Cooking has taught me that.
I’m not very good with instruction manuals; I throw them out and I just turn on my new iPhone, computer or Alexa and hope for the best.
But I’m a good recipe follower, because I know that it’s worth it. Someone has carefully laid out these steps for anyone else in order to make the best version of a dish as possible, and I respect that. So I read carefully, I take it step by step — only once I have mastered the basic steps of the recipe I start faffing around and adding on.
Through that practice with the recipes, I have become more acquainted with working in steps. Taking my time going through chapters start to finish of a study book, painting an entire kitchen with Vin over the summer, not rushing but carefully starting and finishing.
Speaking of not rushing…
Whether it’s making a cheese sauce from scratch, baking a banana bread or letting a ragout get all nice and rich — for good food you have to take your time.

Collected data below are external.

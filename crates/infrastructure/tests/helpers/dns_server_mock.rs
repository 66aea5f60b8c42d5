#![allow(dead_code)]
use hickory_proto::op::{Message, MessageType, OpCode, ResponseCode};
use hickory_proto::rr::rdata::{A, AAAA};
use hickory_proto::rr::{RData, Record, RecordType};
use std::collections::HashMap;
use std::net::{IpAddr, SocketAddr};
use std::sync::atomic::{AtomicUsize, Ordering};
use std::sync::{Arc, Mutex};
use std::time::Duration;
use tokio::net::UdpSocket;
use tokio::sync::oneshot;

/// What the mock answers for one name.
#[derive(Debug, Clone)]
pub enum MockAnswer {
    Addresses(Vec<IpAddr>),
    NxDomain,
    /// Never reply.
    Silent,
}

/// Name → answer table. Names are stored fully qualified and lowercase.
#[derive(Debug, Clone, Default)]
pub struct MockZone {
    records: HashMap<String, MockAnswer>,
    ttl: u32,
}

impl MockZone {
    pub fn new() -> Self {
        Self {
            records: HashMap::new(),
            ttl: 60,
        }
    }

    pub fn with(mut self, domain: &str, ips: &[&str]) -> Self {
        self.records.insert(
            fqdn(domain),
            MockAnswer::Addresses(ips.iter().map(|ip| ip.parse().unwrap()).collect()),
        );
        self
    }

    pub fn nxdomain(mut self, domain: &str) -> Self {
        self.records.insert(fqdn(domain), MockAnswer::NxDomain);
        self
    }

    pub fn silent(mut self, domain: &str) -> Self {
        self.records.insert(fqdn(domain), MockAnswer::Silent);
        self
    }

    pub fn ttl(mut self, ttl: u32) -> Self {
        self.ttl = ttl;
        self
    }

    /// Wire response for `query_bytes`, or `None` to stay silent.
    pub fn respond(&self, query_bytes: &[u8]) -> Option<Vec<u8>> {
        let query = Message::from_vec(query_bytes).ok()?;

        let mut response = Message::new(query.id(), MessageType::Response, OpCode::Query);
        response.set_recursion_desired(query.recursion_desired());
        response.set_recursion_available(true);

        for question in query.queries() {
            response.add_query(question.clone());
            let name = question.name().to_ascii().to_ascii_lowercase();

            match self.records.get(&name) {
                Some(MockAnswer::Silent) => return None,
                Some(MockAnswer::NxDomain) | None => {
                    response.set_response_code(ResponseCode::NXDomain);
                }
                Some(MockAnswer::Addresses(ips)) => {
                    for ip in ips {
                        let rdata = match (question.query_type(), ip) {
                            (RecordType::A, IpAddr::V4(v4)) => RData::A(A(*v4)),
                            (RecordType::AAAA, IpAddr::V6(v6)) => RData::AAAA(AAAA(*v6)),
                            _ => continue,
                        };
                        response.add_answer(Record::from_rdata(
                            question.name().clone(),
                            self.ttl,
                            rdata,
                        ));
                    }
                }
            }
        }

        response.to_vec().ok()
    }
}

fn fqdn(domain: &str) -> String {
    let domain = domain.to_ascii_lowercase();
    if domain.ends_with('.') {
        domain
    } else {
        format!("{}.", domain)
    }
}

/// Mock UDP DNS server for tests
///
/// Answers from a [`MockZone`], counts datagrams and keeps every decoded
/// query for inspection.
pub struct MockDnsServer {
    addr: SocketAddr,
    shutdown_tx: Option<oneshot::Sender<()>>,
    queries: Arc<AtomicUsize>,
    received: Arc<Mutex<Vec<Message>>>,
}

impl MockDnsServer {
    pub async fn start(zone: MockZone) -> Result<Self, std::io::Error> {
        Self::start_with_delay(zone, Duration::ZERO).await
    }

    /// Replies are sent `delay` after each query arrives.
    pub async fn start_with_delay(zone: MockZone, delay: Duration) -> Result<Self, std::io::Error> {
        let socket = Arc::new(UdpSocket::bind("127.0.0.1:0").await?);
        let addr = socket.local_addr()?;

        let (shutdown_tx, mut shutdown_rx) = oneshot::channel();
        let queries = Arc::new(AtomicUsize::new(0));
        let received = Arc::new(Mutex::new(Vec::new()));

        let counter = Arc::clone(&queries);
        let log = Arc::clone(&received);
        tokio::spawn(async move {
            let mut buf = vec![0u8; 4096];

            loop {
                tokio::select! {
                    _ = &mut shutdown_rx => break,
                    result = socket.recv_from(&mut buf) => {
                        let Ok((len, peer)) = result else { continue };
                        counter.fetch_add(1, Ordering::SeqCst);
                        if let Ok(message) = Message::from_vec(&buf[..len]) {
                            log.lock().unwrap().push(message);
                        }

                        let Some(response) = zone.respond(&buf[..len]) else { continue };
                        let socket = Arc::clone(&socket);
                        tokio::spawn(async move {
                            if !delay.is_zero() {
                                tokio::time::sleep(delay).await;
                            }
                            let _ = socket.send_to(&response, peer).await;
                        });
                    }
                }
            }
        });

        Ok(Self {
            addr,
            shutdown_tx: Some(shutdown_tx),
            queries,
            received,
        })
    }

    pub fn addr(&self) -> SocketAddr {
        self.addr
    }

    /// Datagrams received so far.
    pub fn query_count(&self) -> usize {
        self.queries.load(Ordering::SeqCst)
    }

    pub fn received(&self) -> Vec<Message> {
        self.received.lock().unwrap().clone()
    }

    pub fn shutdown(mut self) {
        if let Some(tx) = self.shutdown_tx.take() {
            let _ = tx.send(());
        }
    }
}

impl Drop for MockDnsServer {
    fn drop(&mut self) {
        if let Some(tx) = self.shutdown_tx.take() {
            let _ = tx.send(());
        }
    }
}
pub mod cache;
pub mod client;
pub mod events;
pub mod forwarding;
pub mod hosts;
pub mod matcher;
pub mod nameserver;
pub mod transport;

pub use cache::{IpRecord, RecordCache};
pub use client::{DnsClient, DnsClientBuilder};
pub use events::NotificationBus;
pub use hosts::StaticHosts;
pub use nameserver::{create_name_server, ClassicNameServer, LocalNameServer, NameServerOptions};
#[cfg(feature = "dns-over-https")]
pub use nameserver::DohNameServer;
pub use transport::DirectDispatcher;
pub mod dns_resolver;
pub mod outbound_dispatcher;

pub use dns_resolver::NameServer;
pub use outbound_dispatcher::{OutboundDispatcher, OutboundStream};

You can’t blast the heat on something to make it go quicker. Well, you can, but the food never benefits from it, neither in taste, texture or total experience. Custard becomes scrambled eggs, roux burns and caramelised onions become black, crispy unusable flakes. So, rushing? Not a good idea in cooking.
Plus, because you can’t always tell if something is really done yet, especially with things in the oven like chicken or baked goods, you gotta be able to be patient.
Good things take time. And so, another important skill, crucial in planning and making things work, is practicing patience. I don’t rush my writing; let it sit for a while if I think it needs to stew in my brain for a while. I don’t jump to conclusions, I wait until the actual conclusion reveals itself. In my job, I wait a few days before I reply to a particularly unfriendly email, by then the other party usually sees they’ve been unreasonable and apologises anyway.
I believe that things you do teaches and trains you in a way that will ultimately effect everything else that you do. I believe this can apply to everything we do.
How you do things in the kitchen, how you treat other people, you look at things during creative projects: stuff like that boils over into the rest of your life.
So do things, and try to do them well.